10 Linking back to the multivariate normal

The most important conceptual bridge is this:

A spatially autocorrelated landscape can be generated by treating all cells as one multivariate random vector and specifying a covariance matrix that depends on distance.

That is, instead of simulating a few correlated variables, we simulate thousands of correlated locations.

The MVN framework helps us understand:

  • why nearby cells look similar
  • how covariance creates smooth or patchy surfaces
  • how spatial structure can propagate into sampled covariates

11 Marginal and joint ideas in the spatial setting

Each cell value, by itself, has a marginal distribution.
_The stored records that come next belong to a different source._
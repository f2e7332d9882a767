//! Identity provider key-set source.
//!
//! Fetches the published JWKS document so the credential cache can hold it
//! like any other short-lived material. Fetches are accounted to the token
//! validator dependency.

use crate::completion::map_transport_error;
use async_trait::async_trait;
use gateway_core::{Dependency, GatewayError, SecretName, SecretSource};
use reqwest::header::ACCEPT;
use reqwest::Client;
use serde::Deserialize;
use std::time::Duration;
use tracing::debug;

const DEPENDENCY: Dependency = Dependency::TokenValidator;

/// HTTP source of a JWKS document
#[derive(Debug, Clone)]
pub struct HttpKeySetSource {
    url: url::Url,
    client: Client,
}

impl HttpKeySetSource {
    /// Create a source for the given document URL
    ///
    /// # Errors
    /// Returns error if the URL is invalid or the HTTP client cannot be built
    pub fn new(url: &str, timeout: Duration) -> Result<Self, GatewayError> {
        let url = url::Url::parse(url)
            .map_err(|e| GatewayError::configuration(format!("invalid JWKS URL '{url}': {e}")))?;
        let client = Client::builder()
            .timeout(timeout)
            .build()
            .map_err(|e| GatewayError::internal(format!("Failed to create HTTP client: {e}")))?;
        Ok(Self { url, client })
    }

    /// Document URL
    #[must_use]
    pub fn url(&self) -> &str {
        self.url.as_str()
    }
}

#[derive(Deserialize)]
struct KeySetShape {
    keys: Vec<serde_json::Value>,
}

#[async_trait]
impl SecretSource for HttpKeySetSource {
    async fn fetch(&self, name: &SecretName) -> Result<Vec<u8>, GatewayError> {
        debug!(document = %name, url = %self.url, "Fetching key set");

        let response = self
            .client
            .get(self.url.clone())
            .header(ACCEPT, "application/json")
            .send()
            .await
            .map_err(|e| map_transport_error(DEPENDENCY, &e))?;

        let status = response.status();
        if status.as_u16() == 404 {
            return Err(GatewayError::not_found(DEPENDENCY, name.as_str()));
        }
        if !status.is_success() {
            return Err(GatewayError::from_status(
                DEPENDENCY,
                status.as_u16(),
                format!("key set fetch returned HTTP {status}"),
            ));
        }

        let body = response
            .bytes()
            .await
            .map_err(|e| map_transport_error(DEPENDENCY, &e))?;

        // Reject garbage here so a bad document is never cached
        let shape: KeySetShape = serde_json::from_slice(&body).map_err(|e| {
            GatewayError::dependency(DEPENDENCY, format!("malformed key set: {e}"), None, true)
        })?;
        if shape.keys.is_empty() {
            return Err(GatewayError::dependency(DEPENDENCY, "key set is empty", None, true));
        }

        Ok(body.to_vec())
    }

    fn name(&self) -> &str {
        "http-jwks"
    }
}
But the full landscape is defined by the joint distribution of all cells together.

  • The marginal distribution of one cell describes the distribution of values at that cell
  • The joint distribution describes how all cells vary together
  • Spatial autocorrelation arises because those cell values are not independent

12 Exercises

  1. Change phi and re-run the simulation. How does the visual pattern of the raster change?
  2. Increase or decrease the variance of the spatial process by multiplying Sigma_spatial by a constant. What changes?
  3. Replace the constant mean vector rep(10, n) with a mean that varies across x or y. How does this change the landscape?
  4. Simulate multiple spatial surfaces and compare them.
  5. What would be a more efficient way to generate several correlated covariates directly from a multivariate normal distribution?

13 Optional extension: a spatial trend in the mean

So far the mean vector has been constant: \[ \mu_i = 10 \]
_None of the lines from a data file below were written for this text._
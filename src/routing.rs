//! Application router configuration.

use axum::{
    Router,
    response::Redirect,
    routing::{get, post, put},
};

use crate::{
    AppState,
    bill::{
        create_bill_endpoint, get_bill_payment_fields, get_edit_bill_dialog, get_new_bill_dialog,
        update_bill_endpoint,
    },
    chart_of_accounts::{
        create_account_endpoint, get_edit_account_dialog, get_new_account_dialog,
        update_account_endpoint,
    },
    dashboard::{get_dashboard_content, get_dashboard_page},
    endpoints,
    internal_server_error::get_internal_server_error_page,
    not_found::get_404_not_found,
    payment_method::{
        create_payment_method_endpoint, get_edit_payment_method_dialog,
        get_new_payment_method_dialog, update_payment_method_endpoint,
    },
    transaction::{
        create_transaction_endpoint, get_edit_transaction_dialog, get_new_transaction_dialog,
        update_transaction_endpoint,
    },
};

/// Return a router with all the app's routes.
pub fn build_router(state: AppState) -> Router {
    let page_routes = Router::new()
        .route(endpoints::ROOT, get(get_index_page))
        .route(endpoints::DASHBOARD_VIEW, get(get_dashboard_page))
        .route(
            endpoints::INTERNAL_ERROR_VIEW,
            get(get_internal_server_error_page),
        );

    // Fragments requested by htmx.
    let fragment_routes = Router::new()
        .route(endpoints::DASHBOARD_CONTENT, get(get_dashboard_content))
        .route(
            endpoints::NEW_TRANSACTION_VIEW,
            get(get_new_transaction_dialog),
        )
        .route(
            endpoints::EDIT_TRANSACTION_VIEW,
            get(get_edit_transaction_dialog),
        )
        .route(endpoints::NEW_BILL_VIEW, get(get_new_bill_dialog))
        .route(endpoints::EDIT_BILL_VIEW, get(get_edit_bill_dialog))
        .route(endpoints::BILL_PAYMENT_FIELDS, get(get_bill_payment_fields))
        .route(endpoints::NEW_ACCOUNT_VIEW, get(get_new_account_dialog))
        .route(endpoints::EDIT_ACCOUNT_VIEW, get(get_edit_account_dialog))
        .route(
            endpoints::NEW_PAYMENT_METHOD_VIEW,
            get(get_new_payment_method_dialog),
        )
        .route(
            endpoints::EDIT_PAYMENT_METHOD_VIEW,
            get(get_edit_payment_method_dialog),
        );

    let api_routes = Router::new()
        .route(endpoints::TRANSACTIONS_API, post(create_transaction_endpoint))
        .route(endpoints::TRANSACTION_API, put(update_transaction_endpoint))
        .route(endpoints::BILLS_API, post(create_bill_endpoint))
        .route(endpoints::BILL_API, put(update_bill_endpoint))
        .route(endpoints::ACCOUNTS_API, post(create_account_endpoint))
        .route(endpoints::ACCOUNT_API, put(update_account_endpoint))
        .route(
            endpoints::PAYMENT_METHODS_API,
            post(create_payment_method_endpoint),
        )
        .route(
            endpoints::PAYMENT_METHOD_API,
            put(update_payment_method_endpoint),
        );

    page_routes
        .merge(fragment_routes)
        .merge(api_routes)
        .fallback(get_404_not_found)
        .with_state(state)
}

/// The root path '/' redirects to the dashboard page.
async fn get_index_page() -> Redirect {
    Redirect::to(endpoints::DASHBOARD_VIEW)
}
But in many applications, the mean depends on location or covariates:

\[ \mu_i = \beta_0 + \beta_1 x_i + \beta_2 y_i \]

This separates large-scale trend in the mean from small-scale spatial dependence in the covariance structure.

14 Key takeaways

  • MASS::mvrnorm() can simulate multivariate normal data and spatial random fields.
  • A spatial raster can be treated as one realization of a high-dimensional MVN random vector.
  • The covariance matrix controls the strength of association among cells.
  • In spatial simulation, covariance often depends on distance.
  • terra and sf provide modern tools for handling simulated rasters and vector data in R.